Lapid designed his campaign and his party around one idea, which was that core principles and ideology would always take a back seat to what is popular. In a way, this is entirely unsurprising given that Lapid’s premise for leaving his journalism career behind was that he was an extremely popular public figure who could win votes no matter what position he took. Lapid is well known, good looking, and trusted by the Israeli public in a way that prominent American newsmen used to be, and he took this built-in advantage and ran with it. Lapid and Yesh Atid took up the mantle of popular causes and worked tirelessly to make them their own.
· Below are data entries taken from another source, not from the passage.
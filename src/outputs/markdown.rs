//! Markdown rendering of an [`AnalysisReport`].

use crate::report::{AnalysisReport, ArticleAppendix};
use crate::utils::timestamped_filename;
use chrono::NaiveDateTime;
use std::error::Error;
use std::fmt::Write as _;
use std::path::{Path, PathBuf};
use tokio::fs;
use tracing::{info, instrument};

pub fn render_report(report: &AnalysisReport) -> String {
    let mut md = String::new();

    let _ = writeln!(md, "# {}\n", report.title);
    let _ = writeln!(md, "## Overview\n\n{}\n", report.overview);

    for section in [&report.trend_summary, &report.implications] {
        let _ = writeln!(md, "## {}\n\n{}\n", section.heading(), section.body);
    }

    md.push_str("---\n\n## Appendix\n\n### Keyword evidence\n\n");
    if report.keyword_evidence.is_empty() {
        md.push_str("No keyword evidence available.\n\n");
    }
    for trend in &report.keyword_evidence {
        let _ = writeln!(
            md,
            "- **Keyword**: {}\n  - Recent mentions: {}\n  - Earlier mentions: {}\n  - Growth: {}\n",
            trend.keyword,
            trend.recent_frequency,
            trend.past_frequency,
            trend.ratio_label()
        );
    }

    md.push_str("### Articles reflected\n\n");
    if report.articles.is_empty() {
        md.push_str("No articles were reflected in this report.\n");
    }
    match &report.articles {
        ArticleAppendix::Raw(entries) => {
            for (i, entry) in entries.iter().enumerate() {
                let _ = writeln!(
                    md,
                    "{}. **Title**: {}\n   **Date**: {}\n   **Link**: {}\n   **Summary**: {}\n",
                    i + 1,
                    entry.title,
                    entry.date,
                    entry.link,
                    entry.preview
                );
            }
        }
        ArticleAppendix::Batched(batches) => {
            for (i, batch) in batches.iter().enumerate() {
                let _ = writeln!(
                    md,
                    "{}. **Articles**: {}\n   **Summary**: {}\n",
                    i + 1,
                    batch.titles.join(" / "),
                    batch.summary
                );
            }
        }
    }

    md
}

#[instrument(level = "info", skip_all, fields(dir = %dir.display()))]
pub async fn write_report(dir: &Path, report: &AnalysisReport, at: NaiveDateTime) -> Result<PathBuf, Box<dyn Error>> {
    let path = dir.join(timestamped_filename("trend_report", "md", at));
    fs::write(&path, render_report(report)).await?;
    info!(path = %path.display(), "Wrote Markdown report");
    Ok(path)
}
For instance, the central theme of Yesh Atid’s campaign was reforming the draft to equalize the burden of service, which is an immensely popular policy. When Kadima joined the government last spring, it tried to assume ownership of the draft issue, ultimately leaving the coalition because Bibi Netanyahu was unwilling to go as far as Kadima wanted in opening the draft to haredim. Yisrael Beiteinu and Avigdor Lieberman also made the draft a huge priority, and Netanyahu ultimately called for early elections because the tension between Yisrael Beiteinu and Shas—both coalition partners—over equalizing the burden of service was threatening to split the government apart. Yet, somehow Lapid was able to push Kadima and Yisrael Beiteinu to the sidelines and make this issue his own, to the point that Israelis now think of Yesh Atid as the party most committed to reforming the draft.
Lapid ended up winning so many seats above and beyond what was expected because he was able to successfully look at Israeli society and turn his party into a facsimile of its desires without being controversial. He had an extensive grassroots operation, was highly organized, and knew exactly which positions were most popular to espouse. Reform the draft? Check. More investment in education? Check. Pick non-controversial fights that can easily be won? Check. Acknowledge that a two-state solution is necessary while espousing the belief that there is no Palestinian partner for peace? Check.
The real brilliance of this strategy was not just that Lapid adopted popular issue after popular issue, but that he did so while making sure to leave the door open just a crack so as not to alienate those who disagreed with him. Despite the fact that reforming the draft and breaking the ultra-Orthodox stranglehold on state institutions was the central plank of his campaign, he made sure to avoid inheriting his father Tommy Lapid’s reputation of being generally anti-religious by picking a rabbi, Shai Piron, as the number two person on the Yesh Atid electoral list. He proclaimed the need to revive the peace process, but did so in a speech delivered from Ariel—one of Israel’s largest settlements—while letting everyone know that maintaining an undivided Jerusalem was a priority in his eyes. This new embrace of settlements came from the same person who in 2010 wrote an op-ed attacking settlers for ignoring and burdening average Israeli citizens, but who then changed his tune when it became electorally expedient to do so.
Lapid was able to be whatever anyone wanted him to be, and so when the unusually large number of undecided voters was looking for a place to go, Yesh Atid was the natural choice as the party representing the typical Israeli. After all, if you are undecided by the time Election Day rolls around, you are likely going to vote for the person or party that appears to be the pragmatic moderate rather than the person or party that is ideologically dogmatic.
The typical Israeli wants a deal with the Palestinians that lets Israel keep the settlement blocs, wants to do something to address the inequality rampant in Israeli society both in terms of income and disparity in service to the state, does not want to tackle Iran alone, and wants to reform government and society in some vague way that will make things more level and transparent. Lapid jumped on all of these issues simultaneously without ever laying out a real path toward achieving any of them, and in this way he captured the current Israeli zeitgeist perfectly, since there is a sense that the country is headed in the wrong direction and there is dissatisfaction with the government, but nobody quite knows how to turn things around.
Lapid’s appeal is that nearly anyone could vote for him and justify it on some ground. Whether you think Palestinians will never agree to a deal or you think that the peace process must be revived, whether you think the ultra-Orthodox have too much power or you think that religion must be respected, whether you think the middle class is being shafted or you think that capitalism is the path toward greater prosperity, whether you style yourself as a moderate or as right-wing, Lapid can be your man. When undecided or ambivalent Israelis entered the voting booth to cast their ballots, Lapid and Yesh Atid just seemed to make sense, which is all Lapid ever wanted in the first place.